Este raciocínio pode ser facilmente transportado até hoje para explicar historicamente a ”visão clínica” do médico moderno é capaz de chegar ao diagnóstico com um simples olhar, não utilizando qualquer recurso lógico do conhecimento. Esta capacidade é reconhecida e muito valorizada como símbolo de competência entre a população leiga.

A demonstração inquestionável da existência no Paleolítico superior de sistema simbólico baseado nas fases lunares é extremamente importante para a compreensão do todo nas relações históricas do homem com a sua compreensõ da saúde \ doença e vida \ morte. Este sistema de relação do homem com o tempo-espaço forneceu as bases para a compreensão  pelo homem pré-histórico dos processos naturais repetitivos e renováveis como a reproduçaõ do homem e dos vegetais, o  movimento de cheia e vazão das águas, as esta,ões do ano, a morte e o imaginãvel renascimento.

A partir desse ponto ao aparecimento dos ritos de iniciação e da guarda dos segredos deve ter sido um passo curto.

A dança circular é um dos exemplos da existência de ritos nos grupos sociais paleolíticos. Incontestáveis marcas em solo argiloso foram indentificadas em alguns sítios arqueológicos. Estas marcas de pés de adultos e crianças formando círculos bem definidos, ficaram definitivamente impressos no chão como testemunhas caladas do universo mítico-religioso dos nossos anestrais.

Com o início das especializações sociais, isto é, a identificação expontânea no seio do grupo social de afinidades pessoais, é corretp o pensamento de que os especialistas do sagrado começaram a aparecer, detentores de conhecimento específico para intervir na explicação do desconhecido.

As comunidades do Neolítico ou as anteriores a ele, por não possuírem estratificação social, tinham na busca pela sobrevivência e na explicação dos fenômenos naturais, grande parte da sua atenção.
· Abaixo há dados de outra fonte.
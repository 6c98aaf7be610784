//! The RDP MITM driver interface.
//!
//! The front-end never touches the RDP protocol directly: it accepts the
//! TCP connection, hands it to a driver, resolves routing once the local
//! address is known, and only then lets the driver open its outbound leg.
//! The underlying implementation can be swapped without touching
//! admission or lifecycle code. What used to be open/close observer
//! callbacks is folded into the stay's single event channel: the session
//! is "open" while [`RdpMitmSession::run`] runs and its return value is
//! the close.

use std::net::SocketAddr;
use std::path::PathBuf;

use async_trait::async_trait;
use tokio::net::TcpStream;

use crate::core::errors::GatewayError;
use crate::core::registry::StayHandle;
use crate::core::stay::TerminationReason;

/// Factory for MITM sessions.
#[async_trait]
pub trait RdpMitmDriver: Send + Sync {
    /// Take ownership of an accepted connection and progress the
    /// handshake just far enough to hold the client (the outbound leg
    /// must not be opened yet).
    async fn accept(&self, stream: TcpStream) -> Result<Box<dyn RdpMitmSession>, GatewayError>;
}

/// One client connection inside a driver.
#[async_trait]
pub trait RdpMitmSession: Send {
    /// Set the backend this session relays to. Must be called before
    /// [`run`](Self::run).
    fn set_target(&mut self, target: SocketAddr);

    /// Set the replay file the session records into.
    fn write_replay(&mut self, path: PathBuf);

    /// Open the outbound TCP leg. Called after admission; a failure here
    /// means no stay is ever opened for the connection.
    ///
    /// # Errors
    ///
    /// [`GatewayError::BackendUnreachable`] when the target cannot be
    /// dialled within the deadline.
    async fn open_backend(&mut self) -> Result<(), GatewayError>;

    /// Relay until a side closes, the stay terminates, or the idle
    /// cutoff fires.
    ///
    /// # Errors
    ///
    /// [`GatewayError::TransientIo`] for mid-session IO faults.
    async fn run(self: Box<Self>, stay: StayHandle) -> Result<TerminationReason, GatewayError>;
}
#![allow(clippy::expect_used, reason = "test code")]
#![allow(clippy::unwrap_used, reason = "test code")]

//! Stay lifecycle: expiry, revocation fan-out, RDP dedup, and the
//! startup sweep, over fully wired components.

mod common;

use std::sync::Arc;
use std::time::Duration;

use chrono::Utc;
use common::{Gateway, gateway, ip, ssh_policy};
use gatehouse::core::expiry::ExpiryTicker;
use gatehouse::core::registry::{SessionRegistry, StayEvent};
use gatehouse::core::stay::{Protocol, SessionKind, TerminationReason};
use gatehouse::policy::{Decision, ScopeKind};
use tokio_util::sync::CancellationToken;

/// Seed a person, a bound backend, and a policy whose grant lasts `ttl`.
async fn seed_short_grant(
    gw: &Gateway,
    protocol: Protocol,
    ttl: chrono::Duration,
) -> gatehouse::policy::Admission {
    let dir = gw.store.directory();
    let bob = dir
        .create_person("bob", "Bob", "bob@example.com")
        .await
        .unwrap();
    dir.add_source_ip(bob.id, "100.64.0.39/32".parse().unwrap(), "desk")
        .await
        .unwrap();

    let backend = dir
        .create_backend(
            "win-01",
            "192.0.2.30",
            None,
            protocol == Protocol::Ssh,
            protocol == Protocol::Rdp,
        )
        .await
        .unwrap();
    gw.routing
        .bind(ip("10.0.160.130"), backend.id, "tests")
        .await
        .unwrap();

    let mut policy = ssh_policy(bob.id, ScopeKind::Server, backend.id);
    policy.protocol = Some(protocol);
    policy.ends_at = Some(Utc::now() + ttl);
    gw.store.policies().create(&policy).await.unwrap();

    let decision = gw
        .engine
        .decide(ip("100.64.0.39"), ip("10.0.160.130"), protocol, None)
        .await
        .unwrap();
    match decision {
        Decision::Admit(admission) => admission,
        Decision::Deny(reason) => panic!("seed grant denied: {reason}"),
    }
}

#[tokio::test]
async fn s3_expiry_warns_then_kills_within_two_seconds() {
    let gw = gateway().await;
    let admission = seed_short_grant(&gw, Protocol::Ssh, chrono::Duration::milliseconds(1500)).await;

    let stay = gw
        .registry
        .open(
            &admission,
            Protocol::Ssh,
            ip("100.64.0.39"),
            ip("10.0.160.130"),
            Some("bob".into()),
            "bob",
        )
        .await
        .unwrap();
    let mut events = stay.subscribe();

    let ticker = ExpiryTicker::new(Arc::clone(&gw.registry), Arc::clone(&gw.engine));
    let cancel = CancellationToken::new();
    let ticker_task = tokio::spawn(ticker.run(cancel.clone()));

    // A grant this short collapses the warning ladder to the one-minute
    // line; it must precede the kill, and the kill must be observed
    // within the 2 s bound of the expiry instant.
    let deadline = tokio::time::Instant::now() + Duration::from_millis(3500);
    let mut saw_warning = false;
    loop {
        let event = tokio::time::timeout_at(deadline, events.recv())
            .await
            .expect("termination not observed in time")
            .unwrap();
        match event {
            StayEvent::Warning { minutes } => {
                assert_eq!(minutes, 1);
                saw_warning = true;
            }
            StayEvent::Terminate { reason } => {
                assert_eq!(reason, TerminationReason::PolicyExpired);
                break;
            }
        }
    }
    assert!(saw_warning, "expiry must be preceded by a warning line");

    // The front-end reacts to the signal; the record keeps the signal's
    // reason even though the connection close looks client-initiated.
    stay.finish(TerminationReason::ClientClosed).await.unwrap();
    let row = gw.store.stays().by_id(stay.id()).await.unwrap().unwrap();
    assert_eq!(row.termination_reason, Some(TerminationReason::PolicyExpired));

    cancel.cancel();
    let _ = ticker_task.await;
}

#[tokio::test]
async fn revocation_reaches_live_stays_within_two_seconds() {
    let gw = gateway().await;
    let admission = seed_short_grant(&gw, Protocol::Ssh, chrono::Duration::hours(8)).await;

    let stay = gw
        .registry
        .open(
            &admission,
            Protocol::Ssh,
            ip("100.64.0.39"),
            ip("10.0.160.130"),
            Some("bob".into()),
            "bob",
        )
        .await
        .unwrap();
    let mut events = stay.subscribe();

    let ticker = ExpiryTicker::new(Arc::clone(&gw.registry), Arc::clone(&gw.engine));
    let cancel = CancellationToken::new();
    let ticker_task = tokio::spawn(ticker.run(cancel.clone()));

    // Revocation arrives through the store, as the CLI does it from
    // another process.
    gw.store
        .policies()
        .revoke(admission.policy_id, "ops")
        .await
        .unwrap();

    let event = tokio::time::timeout(Duration::from_secs(2), events.recv())
        .await
        .expect("revocation not observed within 2s")
        .unwrap();
    assert_eq!(
        event,
        StayEvent::Terminate {
            reason: TerminationReason::Revoked
        }
    );

    stay.finish(TerminationReason::ClientClosed).await.unwrap();
    let row = gw.store.stays().by_id(stay.id()).await.unwrap().unwrap();
    assert_eq!(row.termination_reason, Some(TerminationReason::Revoked));

    cancel.cancel();
    let _ = ticker_task.await;
}

#[tokio::test]
async fn s4_rdp_subconnections_dedup_into_one_stay() {
    let gw = gateway().await;
    let admission = seed_short_grant(&gw, Protocol::Rdp, chrono::Duration::hours(8)).await;

    let mut handles = Vec::new();
    let mut session_ids = Vec::new();
    for _ in 0..4 {
        let handle = gw
            .registry
            .open(
                &admission,
                Protocol::Rdp,
                ip("100.64.0.39"),
                ip("10.0.160.130"),
                None,
                "bob",
            )
            .await
            .unwrap();
        session_ids.push(handle.open_session(SessionKind::Rdp).await.unwrap());
        handles.push(handle);
    }

    let stay_id = handles[0].id();
    assert!(handles.iter().all(|h| h.id() == stay_id), "one stay");
    assert_eq!(
        gw.store.stays().sessions_of(stay_id).await.unwrap().len(),
        4
    );

    // Bringing the last connection down arms the 10 s linger; the stay
    // is still live right after.
    for (handle, session_id) in handles.iter().zip(&session_ids) {
        handle.close_session(*session_id).await.unwrap();
    }
    let row = gw.store.stays().by_id(stay_id).await.unwrap().unwrap();
    assert!(row.is_active(), "stay survives the reconnect window");
}

#[tokio::test]
async fn startup_sweep_closes_stays_from_a_dead_process() {
    let gw = gateway().await;
    let admission = seed_short_grant(&gw, Protocol::Ssh, chrono::Duration::hours(8)).await;

    let stay = gw
        .registry
        .open(
            &admission,
            Protocol::Ssh,
            ip("100.64.0.39"),
            ip("10.0.160.130"),
            None,
            "bob",
        )
        .await
        .unwrap();
    let stay_id = stay.id();

    // A new registry over the same store stands in for a process restart.
    let _restarted = SessionRegistry::new(Arc::clone(&gw.store)).await.unwrap();

    let row = gw.store.stays().by_id(stay_id).await.unwrap().unwrap();
    assert!(!row.is_active());
    assert_eq!(row.termination_reason, Some(TerminationReason::Error));
}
A preocupação pelo conforto fisico e em aumentar o tempo da vida deveriam estar entre elas, jé que interferiam na segurança pessoal e coletiva.

Nesta fase, quando o homem começou a aumentar o seu conforto físico e a tentar modificar as relações dos binômios saúde \ doença e vida \ morte em si próprio ou em outro membro da comunidade, fez médico.